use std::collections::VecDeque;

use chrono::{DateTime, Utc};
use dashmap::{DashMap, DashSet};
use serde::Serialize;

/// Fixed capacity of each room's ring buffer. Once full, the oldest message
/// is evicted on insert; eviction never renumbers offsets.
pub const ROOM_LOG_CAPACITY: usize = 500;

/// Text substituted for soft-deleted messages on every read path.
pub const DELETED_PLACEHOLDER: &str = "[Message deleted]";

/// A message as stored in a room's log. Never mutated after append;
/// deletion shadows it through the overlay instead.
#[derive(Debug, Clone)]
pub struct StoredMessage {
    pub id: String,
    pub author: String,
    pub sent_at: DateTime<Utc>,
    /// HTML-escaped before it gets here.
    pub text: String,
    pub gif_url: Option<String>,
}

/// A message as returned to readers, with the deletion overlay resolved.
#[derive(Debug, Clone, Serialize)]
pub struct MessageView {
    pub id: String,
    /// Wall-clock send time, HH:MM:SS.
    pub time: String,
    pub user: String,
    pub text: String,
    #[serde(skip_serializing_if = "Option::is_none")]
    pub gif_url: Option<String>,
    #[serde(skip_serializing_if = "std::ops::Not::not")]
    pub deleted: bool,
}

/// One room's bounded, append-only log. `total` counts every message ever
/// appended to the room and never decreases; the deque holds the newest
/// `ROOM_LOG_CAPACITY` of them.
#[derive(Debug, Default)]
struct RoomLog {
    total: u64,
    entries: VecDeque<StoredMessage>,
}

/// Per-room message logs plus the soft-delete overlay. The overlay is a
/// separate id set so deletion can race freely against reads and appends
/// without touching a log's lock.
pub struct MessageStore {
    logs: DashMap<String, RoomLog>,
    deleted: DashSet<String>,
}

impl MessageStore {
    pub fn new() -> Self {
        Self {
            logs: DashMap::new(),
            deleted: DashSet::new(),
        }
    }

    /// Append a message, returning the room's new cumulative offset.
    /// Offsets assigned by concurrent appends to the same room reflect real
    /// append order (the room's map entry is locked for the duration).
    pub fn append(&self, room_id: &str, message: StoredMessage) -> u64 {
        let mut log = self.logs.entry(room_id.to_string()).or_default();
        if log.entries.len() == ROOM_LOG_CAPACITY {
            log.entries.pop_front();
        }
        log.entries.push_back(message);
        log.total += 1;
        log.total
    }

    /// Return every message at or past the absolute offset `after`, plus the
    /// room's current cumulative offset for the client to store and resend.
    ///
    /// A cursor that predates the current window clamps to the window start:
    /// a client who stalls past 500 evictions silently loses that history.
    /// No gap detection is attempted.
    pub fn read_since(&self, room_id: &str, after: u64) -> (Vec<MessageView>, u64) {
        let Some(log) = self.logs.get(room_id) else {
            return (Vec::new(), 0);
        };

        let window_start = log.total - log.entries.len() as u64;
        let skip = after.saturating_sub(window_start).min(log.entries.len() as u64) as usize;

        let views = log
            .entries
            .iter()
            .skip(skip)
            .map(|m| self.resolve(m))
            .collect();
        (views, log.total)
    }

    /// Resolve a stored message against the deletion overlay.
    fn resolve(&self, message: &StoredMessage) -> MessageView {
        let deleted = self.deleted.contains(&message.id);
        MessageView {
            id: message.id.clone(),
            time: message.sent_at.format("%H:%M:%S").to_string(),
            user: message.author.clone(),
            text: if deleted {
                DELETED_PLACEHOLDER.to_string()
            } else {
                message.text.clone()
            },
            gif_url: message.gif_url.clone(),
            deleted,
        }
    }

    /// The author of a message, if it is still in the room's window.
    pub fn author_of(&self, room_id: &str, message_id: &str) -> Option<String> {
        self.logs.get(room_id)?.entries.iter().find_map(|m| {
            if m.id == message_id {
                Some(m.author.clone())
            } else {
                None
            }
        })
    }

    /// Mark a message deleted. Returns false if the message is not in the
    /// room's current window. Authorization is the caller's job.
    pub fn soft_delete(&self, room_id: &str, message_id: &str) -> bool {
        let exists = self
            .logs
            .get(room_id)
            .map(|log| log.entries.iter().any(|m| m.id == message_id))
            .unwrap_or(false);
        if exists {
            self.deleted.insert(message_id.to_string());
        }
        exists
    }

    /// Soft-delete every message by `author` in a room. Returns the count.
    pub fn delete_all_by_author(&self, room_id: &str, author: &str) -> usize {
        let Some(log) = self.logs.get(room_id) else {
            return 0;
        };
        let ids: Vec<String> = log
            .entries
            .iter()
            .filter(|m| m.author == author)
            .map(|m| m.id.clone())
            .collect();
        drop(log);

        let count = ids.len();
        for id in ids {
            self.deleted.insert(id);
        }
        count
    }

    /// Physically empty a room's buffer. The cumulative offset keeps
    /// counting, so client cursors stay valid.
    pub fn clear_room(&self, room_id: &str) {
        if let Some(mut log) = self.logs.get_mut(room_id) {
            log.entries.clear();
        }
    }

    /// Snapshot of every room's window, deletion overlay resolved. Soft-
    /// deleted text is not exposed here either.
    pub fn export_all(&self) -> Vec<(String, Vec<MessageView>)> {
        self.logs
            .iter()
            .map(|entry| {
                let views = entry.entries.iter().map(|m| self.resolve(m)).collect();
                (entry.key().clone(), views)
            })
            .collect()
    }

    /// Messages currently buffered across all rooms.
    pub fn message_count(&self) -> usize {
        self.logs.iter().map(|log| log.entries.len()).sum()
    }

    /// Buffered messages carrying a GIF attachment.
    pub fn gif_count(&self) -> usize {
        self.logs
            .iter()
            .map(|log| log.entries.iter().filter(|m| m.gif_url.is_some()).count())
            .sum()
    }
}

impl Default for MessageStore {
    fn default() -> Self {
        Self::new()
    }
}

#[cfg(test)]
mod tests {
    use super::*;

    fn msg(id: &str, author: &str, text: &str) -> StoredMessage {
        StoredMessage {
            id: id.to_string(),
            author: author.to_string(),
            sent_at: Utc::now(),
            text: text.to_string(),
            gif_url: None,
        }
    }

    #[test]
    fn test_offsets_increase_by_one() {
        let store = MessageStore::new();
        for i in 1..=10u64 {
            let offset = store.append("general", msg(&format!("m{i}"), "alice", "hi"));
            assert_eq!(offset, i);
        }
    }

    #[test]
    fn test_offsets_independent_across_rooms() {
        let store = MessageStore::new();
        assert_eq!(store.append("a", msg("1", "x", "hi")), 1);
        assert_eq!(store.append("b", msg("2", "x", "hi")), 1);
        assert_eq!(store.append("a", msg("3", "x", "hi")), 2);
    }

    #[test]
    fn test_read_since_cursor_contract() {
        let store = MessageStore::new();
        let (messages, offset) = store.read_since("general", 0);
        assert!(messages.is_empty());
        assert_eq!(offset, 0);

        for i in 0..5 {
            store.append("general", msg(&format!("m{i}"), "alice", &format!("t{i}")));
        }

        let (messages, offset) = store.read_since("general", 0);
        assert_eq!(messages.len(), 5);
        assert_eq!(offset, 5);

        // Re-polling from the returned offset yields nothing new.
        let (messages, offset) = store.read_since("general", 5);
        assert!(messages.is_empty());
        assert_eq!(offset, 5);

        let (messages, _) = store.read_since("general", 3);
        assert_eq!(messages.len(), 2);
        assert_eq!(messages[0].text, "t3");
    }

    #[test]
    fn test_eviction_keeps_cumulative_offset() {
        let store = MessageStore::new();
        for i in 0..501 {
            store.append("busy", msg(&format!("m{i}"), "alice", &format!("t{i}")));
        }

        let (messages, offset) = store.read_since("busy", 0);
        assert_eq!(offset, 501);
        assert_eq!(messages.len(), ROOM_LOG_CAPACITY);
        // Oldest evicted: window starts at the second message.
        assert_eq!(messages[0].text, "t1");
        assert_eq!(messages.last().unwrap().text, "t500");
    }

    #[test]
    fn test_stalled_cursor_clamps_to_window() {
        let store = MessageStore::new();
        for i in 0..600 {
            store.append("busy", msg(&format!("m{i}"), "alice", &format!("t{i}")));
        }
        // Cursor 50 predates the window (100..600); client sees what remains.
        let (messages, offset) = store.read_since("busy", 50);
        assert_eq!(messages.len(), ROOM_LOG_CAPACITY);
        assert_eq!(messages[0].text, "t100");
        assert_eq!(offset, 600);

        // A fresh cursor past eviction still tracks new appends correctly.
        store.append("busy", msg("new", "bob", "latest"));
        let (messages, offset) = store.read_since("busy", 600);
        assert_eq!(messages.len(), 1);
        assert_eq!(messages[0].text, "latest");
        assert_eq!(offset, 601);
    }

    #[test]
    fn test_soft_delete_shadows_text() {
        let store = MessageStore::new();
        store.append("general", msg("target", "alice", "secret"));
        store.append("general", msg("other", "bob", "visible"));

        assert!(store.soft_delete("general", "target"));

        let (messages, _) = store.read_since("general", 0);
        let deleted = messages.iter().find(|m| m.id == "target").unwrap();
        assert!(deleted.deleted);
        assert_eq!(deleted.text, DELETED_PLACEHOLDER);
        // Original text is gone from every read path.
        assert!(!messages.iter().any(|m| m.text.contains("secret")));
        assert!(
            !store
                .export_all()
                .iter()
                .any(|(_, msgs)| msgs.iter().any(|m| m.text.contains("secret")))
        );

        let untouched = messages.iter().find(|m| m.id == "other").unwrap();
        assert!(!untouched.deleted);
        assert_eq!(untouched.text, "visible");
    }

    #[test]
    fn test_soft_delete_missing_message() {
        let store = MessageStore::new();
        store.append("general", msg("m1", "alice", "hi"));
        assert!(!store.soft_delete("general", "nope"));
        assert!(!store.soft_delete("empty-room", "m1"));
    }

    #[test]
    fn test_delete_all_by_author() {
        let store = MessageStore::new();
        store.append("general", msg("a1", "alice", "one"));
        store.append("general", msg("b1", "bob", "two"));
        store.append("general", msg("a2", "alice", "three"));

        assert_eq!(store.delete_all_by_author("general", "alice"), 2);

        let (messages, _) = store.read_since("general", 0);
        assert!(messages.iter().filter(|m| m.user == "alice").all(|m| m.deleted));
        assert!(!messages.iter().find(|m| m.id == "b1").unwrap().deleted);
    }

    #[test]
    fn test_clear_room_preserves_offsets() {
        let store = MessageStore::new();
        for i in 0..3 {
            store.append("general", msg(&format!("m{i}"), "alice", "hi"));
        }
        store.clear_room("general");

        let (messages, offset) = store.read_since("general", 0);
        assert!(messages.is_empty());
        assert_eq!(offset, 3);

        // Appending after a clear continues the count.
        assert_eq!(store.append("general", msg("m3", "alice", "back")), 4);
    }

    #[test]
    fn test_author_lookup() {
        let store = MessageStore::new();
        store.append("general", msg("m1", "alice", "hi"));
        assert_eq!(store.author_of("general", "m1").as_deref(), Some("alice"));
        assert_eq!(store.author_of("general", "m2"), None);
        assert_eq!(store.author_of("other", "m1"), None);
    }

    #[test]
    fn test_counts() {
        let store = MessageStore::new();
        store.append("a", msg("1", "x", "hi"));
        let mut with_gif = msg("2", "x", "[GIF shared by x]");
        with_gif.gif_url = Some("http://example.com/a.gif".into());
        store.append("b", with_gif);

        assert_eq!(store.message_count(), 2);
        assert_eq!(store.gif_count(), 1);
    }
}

**Task directions**
Search the data for the string "bool" and copy every line where it appears.

**Result of this exercise**
    pub deleted: bool,
    pub fn soft_delete(&self, room_id: &str, message_id: &str) -> bool {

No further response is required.